Vier-Millionen-Honorar für 1000 Datensätze - Informant fürchtet Rache Steinbrück war informiert - Politiker fordern Überprüfung der Gesetze

Hamburg. Es geht um gewaltige Summen und ein großes Ausmaß an krimineller Energie: Die Bundesregierung erhofft sich in der Liechtensteiner Steueraffäre mehrere Hundert Millionen Euro von reichen Deutschen, die ihr Geld illegal ins Ausland schafften. Für die brisanten Daten, die auch den bisherigen Post-Chef Klaus Zumwinkel in den Verdacht der Steuerhinterziehung brachten, wurden an einen Informanten etwas mehr als vier Millionen Euro gezahlt, wie ein Regierungssprecher gestern bestätigte. Den Behörden lägen Daten zu rund 1000 mutmaßlichen Steuerhinterziehern vor.

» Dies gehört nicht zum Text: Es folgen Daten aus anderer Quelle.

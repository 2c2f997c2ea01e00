//! ConnectionRegistry port - Live connections and their display labels.
//!
//! Written by the task that owns a socket and read by any task that
//! broadcasts, so implementations must be safe to call concurrently.

use async_trait::async_trait;

use crate::domain::foundation::ConnectionId;

use super::StoreError;

/// Port for tracking accepted connections.
///
/// # Example
///
/// ```ignore
/// // On accept:
/// registry.register(id, &id.label()).await?;
///
/// // On close:
/// registry.unregister(id).await?;
/// ```
#[async_trait]
pub trait ConnectionRegistry: Send + Sync {
    async fn register(&self, connection: ConnectionId, label: &str) -> Result<(), StoreError>;

    /// Remove a connection. Unknown ids are ignored.
    async fn unregister(&self, connection: ConnectionId) -> Result<(), StoreError>;

    async fn label_of(&self, connection: ConnectionId) -> Result<Option<String>, StoreError>;

    async fn exists(&self, connection: ConnectionId) -> Result<bool, StoreError>;

    async fn count(&self) -> Result<usize, StoreError>;
}
//! Integration tests for channel flows through the full server context.
//!
//! These tests drive connections through the lifecycle controller exactly
//! as the socket loop does, and read what each connection would receive
//! from its outbound queue:
//! 1. Presence join/leave announcements between two connections
//! 2. Frame rate limiting in the message pipeline
//! 3. Teardown on disconnect

use secrecy::SecretString;
use serde_json::{json, Value};
use std::sync::Arc;
use tokio::sync::mpsc::UnboundedReceiver;

use channel_relay::adapters::clock::ManualClock;
use channel_relay::application::pipeline::MessageOutcome;
use channel_relay::application::Connection;
use channel_relay::config::{
    AppConfig, PipelineConfig, RateLimitSettings, ServerConfig, WebSocketConfig,
};
use channel_relay::context::ServerContext;
use channel_relay::domain::channel::ChannelError;
use channel_relay::ports::ConnectionSink;

// =============================================================================
// Test Infrastructure
// =============================================================================

fn config(messages_per_window: u32) -> AppConfig {
    AppConfig {
        server: ServerConfig::default(),
        websocket: WebSocketConfig {
            secret_key: SecretString::new("test-secret".to_string()),
            ..Default::default()
        },
        rate_limit: RateLimitSettings {
            messages_per_window,
            window_secs: 10,
            connections_per_minute: 100,
        },
        pipeline: PipelineConfig::default(),
    }
}

fn context(messages_per_window: u32) -> (Arc<ServerContext>, Arc<ManualClock>) {
    let clock = Arc::new(ManualClock::new(1_000_000));
    let context = ServerContext::with_clock(&config(messages_per_window), clock.clone()).unwrap();
    (Arc::new(context), clock)
}

struct Client {
    connection: Connection,
    rx: UnboundedReceiver<String>,
}

impl Client {
    async fn open(context: &ServerContext) -> Self {
        let (connection, mut rx) = context.lifecycle.open().await.unwrap();
        let welcome: Value = serde_json::from_str(&rx.recv().await.unwrap()).unwrap();
        assert_eq!(welcome["event"], "connection_established");
        assert_eq!(welcome["data"]["socket_id"], connection.id().as_u64());
        Self { connection, rx }
    }

    fn socket_id(&self) -> String {
        self.connection.id().to_string()
    }

    async fn send(&self, context: &ServerContext, frame: Value) -> MessageOutcome {
        context
            .lifecycle
            .handle_text(&self.connection, frame.to_string())
            .await
            .unwrap()
    }

    /// Everything queued for this client so far.
    fn drain(&mut self) -> Vec<Value> {
        let mut frames = Vec::new();
        while let Ok(text) = self.rx.try_recv() {
            frames.push(serde_json::from_str(&text).unwrap());
        }
        frames
    }
}

async fn join_presence(context: &ServerContext, client: &Client, channel: &str, user: Value) {
    let grant = context.codec.sign_presence(&client.socket_id(), channel, &user);
    client
        .send(
            context,
            json!({
                "event": "subscribe",
                "channel": channel,
                "data": {"auth": grant.auth, "channel_data": grant.channel_data}
            }),
        )
        .await;
}

// =============================================================================
// Presence
// =============================================================================

#[tokio::test]
async fn presence_members_see_each_other_join_and_leave() {
    let (context, _) = context(100);
    let mut a = Client::open(&context).await;
    let mut b = Client::open(&context).await;

    join_presence(&context, &a, "presence-room1", json!({"user_id": "7"})).await;
    let a_frames = a.drain();
    assert_eq!(
        a_frames,
        vec![json!({"event": "subscription_succeeded", "data": {"channel": "presence-room1"}})]
    );

    join_presence(&context, &b, "presence-room1", json!({"user_id": "8"})).await;
    let b_frames = b.drain();
    assert_eq!(b_frames.len(), 2);
    assert_eq!(b_frames[0]["event"], "member_added");
    assert_eq!(b_frames[0]["channel"], "presence-room1");
    assert_eq!(b_frames[0]["data"]["user_id"], "7");
    assert_eq!(b_frames[1]["event"], "subscription_succeeded");

    let a_frames = a.drain();
    assert_eq!(a_frames.len(), 1);
    assert_eq!(a_frames[0]["event"], "member_added");
    assert_eq!(a_frames[0]["data"]["user_id"], "8");

    context.lifecycle.close(&mut a.connection).await;

    let b_frames = b.drain();
    assert_eq!(b_frames.len(), 1);
    assert_eq!(b_frames[0]["event"], "member_removed");
    assert_eq!(b_frames[0]["data"]["user_id"], "7");

    let members = context.presence.members_of("presence-room1").await.unwrap();
    assert_eq!(members.len(), 1);
    assert_eq!(members[0].0, b.connection.id());
}

#[tokio::test]
async fn presence_grant_for_another_socket_is_refused() {
    let (context, _) = context(100);
    let mut a = Client::open(&context).await;
    let b = Client::open(&context).await;

    let grant = context
        .codec
        .sign_presence(&b.socket_id(), "presence-room1", &json!({"user_id": "7"}));
    a.send(
        &context,
        json!({"event": "subscribe", "channel": "presence-room1", "data": {"auth": grant.auth}}),
    )
    .await;

    let frames = a.drain();
    assert_eq!(frames.len(), 1);
    assert_eq!(frames[0]["event"], "subscription_error");
    assert!(context
        .presence
        .members_of("presence-room1")
        .await
        .unwrap()
        .is_empty());
}

#[tokio::test]
async fn presence_client_event_carries_sender_identity() {
    let (context, _) = context(100);
    let mut a = Client::open(&context).await;
    let mut b = Client::open(&context).await;
    join_presence(&context, &a, "presence-room1", json!({"user_id": "7", "user_info": {"name": "Ann"}})).await;
    join_presence(&context, &b, "presence-room1", json!({"user_id": "8"})).await;
    a.drain();
    b.drain();

    a.send(
        &context,
        json!({"event": "typing", "channel": "presence-room1", "data": {"on": true}}),
    )
    .await;

    assert!(a.drain().is_empty());
    assert_eq!(
        b.drain(),
        vec![json!({
            "event": "client-typing",
            "channel": "presence-room1",
            "data": {"on": true, "user_id": "7", "user_info": {"name": "Ann"}}
        })]
    );
}

// =============================================================================
// Rate limiting
// =============================================================================

#[tokio::test]
async fn frame_over_the_ceiling_is_answered_once_and_never_dispatched() {
    let (context, clock) = context(3);
    let mut a = Client::open(&context).await;
    let mut b = Client::open(&context).await;
    b.send(&context, json!({"event": "subscribe", "channel": "chat"})).await;
    b.drain();

    let publish = |n: u32| json!({"event": "message", "channel": "chat", "data": {"n": n}});

    assert_eq!(
        a.send(&context, json!({"event": "subscribe", "channel": "chat"})).await,
        MessageOutcome::Handled
    );
    assert_eq!(a.send(&context, publish(1)).await, MessageOutcome::Handled);
    assert_eq!(a.send(&context, publish(2)).await, MessageOutcome::Handled);
    assert_eq!(a.send(&context, publish(3)).await, MessageOutcome::Dropped);

    let a_frames = a.drain();
    let errors: Vec<_> = a_frames.iter().filter(|f| f["event"] == "error").collect();
    assert_eq!(errors.len(), 1);
    assert_eq!(errors[0]["data"]["code"], 429);
    assert_eq!(
        errors[0]["data"]["message"],
        "Rate limit exceeded. Please slow down."
    );

    let delivered: Vec<_> = b.drain().into_iter().map(|f| f["data"]["n"].clone()).collect();
    assert_eq!(delivered, vec![json!(1), json!(2)]);

    clock.advance_secs(10);
    assert_eq!(a.send(&context, publish(4)).await, MessageOutcome::Handled);
    assert_eq!(b.drain()[0]["data"]["n"], 4);
}

#[tokio::test]
async fn rate_limits_are_per_connection() {
    let (context, _) = context(1);
    let mut a = Client::open(&context).await;
    let mut b = Client::open(&context).await;

    a.send(&context, json!({"event": "subscribe", "channel": "x"})).await;
    b.send(&context, json!({"event": "subscribe", "channel": "x"})).await;

    assert_eq!(a.drain()[0]["event"], "subscription_succeeded");
    assert_eq!(b.drain()[0]["event"], "subscription_succeeded");
}

// =============================================================================
// Disconnect
// =============================================================================

#[tokio::test]
async fn disconnect_purges_every_trace_of_the_connection() {
    let (context, _) = context(100);
    let mut a = Client::open(&context).await;
    let id = a.connection.id();
    a.send(&context, json!({"event": "subscribe", "channel": "news"})).await;
    let auth = context.codec.sign_private(&a.socket_id(), "private-orders");
    a.send(
        &context,
        json!({"event": "subscribe", "channel": "private-orders", "data": {"auth": auth}}),
    )
    .await;
    assert_eq!(context.registry.count().await.unwrap(), 1);

    context.lifecycle.close(&mut a.connection).await;
    context.lifecycle.close(&mut a.connection).await;

    assert!(!a.connection.is_open());
    assert!(!context.registry.exists(id).await.unwrap());
    assert!(context.subscriptions.channels_of(id).await.unwrap().is_empty());
    assert!(context.client.channels().await.unwrap().is_empty());
    assert_eq!(
        context.client.publish("news", "tick", &Default::default()).await,
        Err(ChannelError::NotFound("news".to_string()))
    );
    assert!(!context.outbound.is_live(id));
}

#[tokio::test]
async fn frames_after_close_are_dropped() {
    let (context, _) = context(100);
    let mut a = Client::open(&context).await;
    context.lifecycle.close(&mut a.connection).await;

    assert_eq!(
        a.send(&context, json!({"event": "subscribe", "channel": "news"})).await,
        MessageOutcome::Dropped
    );
    assert!(!context.client.channel_exists("news").await.unwrap());
}

#[tokio::test]
async fn registry_capacity_refuses_extra_connections() {
    let mut config = config(100);
    config.websocket.max_connections = 1;
    let context = ServerContext::from_config(&config).unwrap();

    let _first = context.lifecycle.open().await.unwrap();
    assert!(context.lifecycle.open().await.is_err());
    assert_eq!(context.outbound.len(), 1);
}

#[tokio::test]
async fn presence_capacity_is_counted_per_channel_joined() {
    let mut config = config(100);
    config.websocket.max_connections = 1;
    config.websocket.max_presence_members = 3;
    let context = ServerContext::from_config(&config).unwrap();
    let mut a = Client::open(&context).await;

    for room in ["presence-a", "presence-b", "presence-c"] {
        join_presence(&context, &a, room, json!({"user_id": "7"})).await;
        assert_eq!(context.presence.members_of(room).await.unwrap().len(), 1);
    }
    let frames = a.drain();
    assert_eq!(frames.len(), 3);
    assert!(frames.iter().all(|f| f["event"] == "subscription_succeeded"));

    join_presence(&context, &a, "presence-d", json!({"user_id": "7"})).await;
    assert_eq!(a.drain()[0]["event"], "subscription_error");
    assert!(!context.client.channel_exists("presence-d").await.unwrap());
}
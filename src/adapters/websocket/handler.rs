//! WebSocket upgrade handler and per-socket loop.
//!
//! Handles the HTTP → WebSocket upgrade and drives one connection:
//! 1. Run the handshake pipeline; a refusal answers with its status and no upgrade
//! 2. Upgrade, echoing the accepted sub-protocol
//! 3. Register the connection and send `connection_established`
//! 4. Route text frames through the message pipeline until disconnect
//! 5. Tear down channels, rate-limit state and the registry entry

use std::net::SocketAddr;
use std::sync::Arc;

use axum::{
    extract::{
        ws::{close_code, CloseFrame, Message, WebSocket, WebSocketUpgrade},
        ConnectInfo, State,
    },
    http::{HeaderMap, StatusCode},
    response::{IntoResponse, Response},
    routing::get,
    Router,
};
use futures::{SinkExt, StreamExt};

use crate::application::lifecycle::LifecycleController;
use crate::application::pipeline::{HandshakeOutcome, HandshakeRequest};
use crate::context::ServerContext;

/// Handle WebSocket upgrade requests.
///
/// Route: `GET /` and `GET /ws`
pub async fn ws_handler(
    ws: WebSocketUpgrade,
    State(context): State<Arc<ServerContext>>,
    connect_info: Option<ConnectInfo<SocketAddr>>,
    headers: HeaderMap,
) -> Response {
    let lifecycle = context.lifecycle.clone();
    let request = HandshakeRequest::new(headers, connect_info.map(|ConnectInfo(addr)| addr));

    match lifecycle.pipelines().run_handshake(request).await {
        Ok(HandshakeOutcome::Accepted(request)) => {
            let ws = match request.selected_protocol {
                Some(protocol) => ws.protocols([protocol]),
                None => ws,
            };
            ws.on_upgrade(move |socket| handle_socket(socket, lifecycle))
        }
        Ok(HandshakeOutcome::Rejected { status, reason }) => (status, reason).into_response(),
        Err(e) => {
            tracing::error!(error = %e, "Handshake pipeline failed");
            (StatusCode::INTERNAL_SERVER_ERROR, "Internal server error").into_response()
        }
    }
}

/// Handle an established WebSocket connection.
///
/// The outbound queue is drained by a writer task so broadcasts from other
/// connections never wait on this socket. Protocol pings are answered by
/// the transport and never reach the pipeline.
async fn handle_socket(mut socket: WebSocket, lifecycle: Arc<LifecycleController>) {
    let (mut connection, mut outbound) = match lifecycle.open().await {
        Ok(opened) => opened,
        Err(e) => {
            tracing::warn!(error = %e, "Closing socket that could not be registered");
            let _ = socket
                .send(Message::Close(Some(CloseFrame {
                    code: close_code::AGAIN,
                    reason: "Server is at capacity".into(),
                })))
                .await;
            return;
        }
    };
    let connection_id = connection.id();
    let (mut sender, mut receiver) = socket.split();

    let mut writer = tokio::spawn(async move {
        while let Some(frame) = outbound.recv().await {
            if let Err(e) = sender.send(Message::Text(frame)).await {
                tracing::debug!(%connection_id, "Send error, closing connection: {}", e);
                break;
            }
        }
        let _ = sender.close().await;
    });

    loop {
        tokio::select! {
            _ = &mut writer => break,
            frame = receiver.next() => match frame {
                Some(Ok(Message::Text(text))) => {
                    if let Err(e) = lifecycle.handle_text(&connection, text).await {
                        tracing::error!(%connection_id, error = %e, "Frame handling failed");
                    }
                }
                Some(Ok(Message::Binary(_))) => {
                    tracing::warn!(%connection_id, "Received unsupported binary message");
                }
                Some(Ok(Message::Ping(_))) | Some(Ok(Message::Pong(_))) => {}
                Some(Ok(Message::Close(_))) => {
                    tracing::debug!(%connection_id, "Client sent close frame");
                    break;
                }
                Some(Err(e)) => {
                    tracing::debug!(%connection_id, "Receive error: {}", e);
                    break;
                }
                None => break,
            },
        }
    }

    // Detaches the outbound queue, which lets the writer flush and exit.
    lifecycle.close(&mut connection).await;
}

/// Routes that accept WebSocket upgrades.
pub fn websocket_router() -> Router<Arc<ServerContext>> {
    Router::new()
        .route("/", get(ws_handler))
        .route("/ws", get(ws_handler))
}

Laut Medienberichten sind für diese Woche 125 Razzien, etwa 20 bis 25 pro Tag, geplant. Dabei sollen die Bochumer Staatsanwälte Durchsuchungen bei weiteren prominenten Millionären mit den Schwerpunkten Köln und Düsseldorf vorgesehen haben. In Hamburg wird derzeit noch überprüft, ob Bürger aus der Hansestadt in den Steuerfall verwickelt sind, wie der Sprecher der Finanzbehörde, Sebastian Panknin, dem Abendblatt sagte. Für heute rechnet er mit einem ersten Zwischenergebnis. Es sei nicht auszuschließen, dass sich eine Reihe von Personen selbst anzeigen werde.

Die Daten des Informanten waren über den Bundesnachrichtendienst (BND) zur Steuerfahndung gekommen. Laut "Spiegel" war ein Informant auf den deutschen Auslandsdienst zugegangen. Nach mehreren Treffen und der Übergabe von Stichproben hätten die Fahnder das Millionenhonorar auf einem Notarkonto deponiert. Bei den etwa 1000 Datensätzen handele es sich um Depotauszüge, Korrespondenzen und Vermerke. Der Informant fürchtet mittlerweile um sein Leben, hat umfassenden Personenschutz verlangt.

Bundesfinanzminister Peer Steinbrück (SPD) war offensichtlich über den spektakulären Deal informiert. "Der Minister hat von den Vorkommnissen letzte Woche Kenntnis erlangt", sagte ein Ministeriumssprecher. Den Datenbestand kenne aber nur die Steuerfahndung. Während CDU-Fraktionschef Wolfgang Bosbach den Datenkauf als legitim einstufte, forderte der Grünen-Politiker Hans-Christian Ströbele, Mitglied im Parlamentarischen Kontrollgremium für die Nachrichtendienste, Aufklärung darüber, ob der Deal rechtmäßig war.

Eine Debatte ist auch über politische Konsequenzen aus der Steueraffäre entbrannt. Die SPD forderte eine Prüfung des Strafmaßes für Steuerhinterziehungen. Es müsse künftig deutlich werden, dass Steuerhinterziehung kein Kavaliersdelikt sei, heißt es in der "Hamburger Erklärung", die heute verabschiedet werden soll. Auch CSU-Chef Erwin Huber sprach sich für "härtere Gesetze für hochgradige Steuersünder" aus.

Hintergrund der wachsenden Kapitalflucht aus Deutschland ist nach Einschätzung der Deutschen Steuergewerkschaft auch die von 2009 an vorgesehene 25-prozentige Abgeltungssteuer auf Kapitalerträge. "Wir stellen fest, dass wegen der Abgeltungssteuer mehr Geld ins Ausland fließt. Das hat wohl den Hintergrund, die Anlagen weiter zu verstecken", sagte der Chef der Gewerkschaft, Dieter Ondracek, in der ARD-Sendung "Bericht aus Berlin".